**Your task**: Exact reproduction of all the data is needed.

**Extracted material**:
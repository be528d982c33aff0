//! Logging setup utilities for the quiz server.

use tracing_subscriber::{layer::SubscriberExt, util::SubscriberInitExt};

/// Initialize the tracing subscriber with the specified default log level.
///
/// The filter covers the server library crate, this crate and the binary itself.
/// The log level can be overridden using the `RUST_LOG` environment variable.
///
/// # Arguments
///
/// * `binary_name` - The name of the binary (e.g., "quizroom-server")
/// * `default_log_level` - The default log level (e.g., "debug", "info", "warn", "error")
///
/// # Examples
///
/// ```no_run
/// use quizroom_shared::logger::setup_logger;
///
/// setup_logger("quizroom-server", "info");
/// ```
pub fn setup_logger(binary_name: &str, default_log_level: &str) {
    let binary_target = binary_name.replace('-', "_");
    tracing_subscriber::registry()
        .with(
            tracing_subscriber::EnvFilter::try_from_default_env().unwrap_or_else(|_| {
                format!(
                    "quizroom_server={level},{shared}={level},{binary}={level},tower_http={level}",
                    level = default_log_level,
                    shared = env!("CARGO_PKG_NAME").replace('-', "_"),
                    binary = binary_target,
                )
                .into()
            }),
        )
        .with(tracing_subscriber::fmt::layer())
        .init();
}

**Result of this task**:
repository be528d982c33aff0
//! Logging setup utilities for the quiz server.

use tracing_subscriber::{layer::SubscriberExt, util::SubscriberInitExt};

/// Initialize the tracing subscriber with the specified default log level.
///
/// The filter covers the server library crate, this crate and the binary itself.
/// The log level can be overridden using the `RUST_LOG` environment variable.
///
/// # Arguments
///
/// * `binary_name` - The name of the binary (e.g., "quizroom-server")
/// * `default_log_level` - The default log level (e.g., "debug", "info", "warn", "error")
///
/// # Examples
///
/// ```no_run
/// use quizroom_shared::logger::setup_logger;
///
/// setup_logger("quizroom-server", "info");
/// ```
pub fn setup_logger(binary_name: &str, default_log_level: &str) {
    let binary_target = binary_name.replace('-', "_");
    tracing_subscriber::registry()
        .with(
            tracing_subscriber::EnvFilter::try_from_default_env().unwrap_or_else(|_| {
                format!(
                    "quizroom_server={level},{shared}={level},{binary}={level},tower_http={level}",
                    level = default_log_level,
                    shared = env!("CARGO_PKG_NAME").replace('-', "_"),
                    binary = binary_target,
                )
                .into()
            }),
        )
        .with(tracing_subscriber::fmt::layer())
        .init();
}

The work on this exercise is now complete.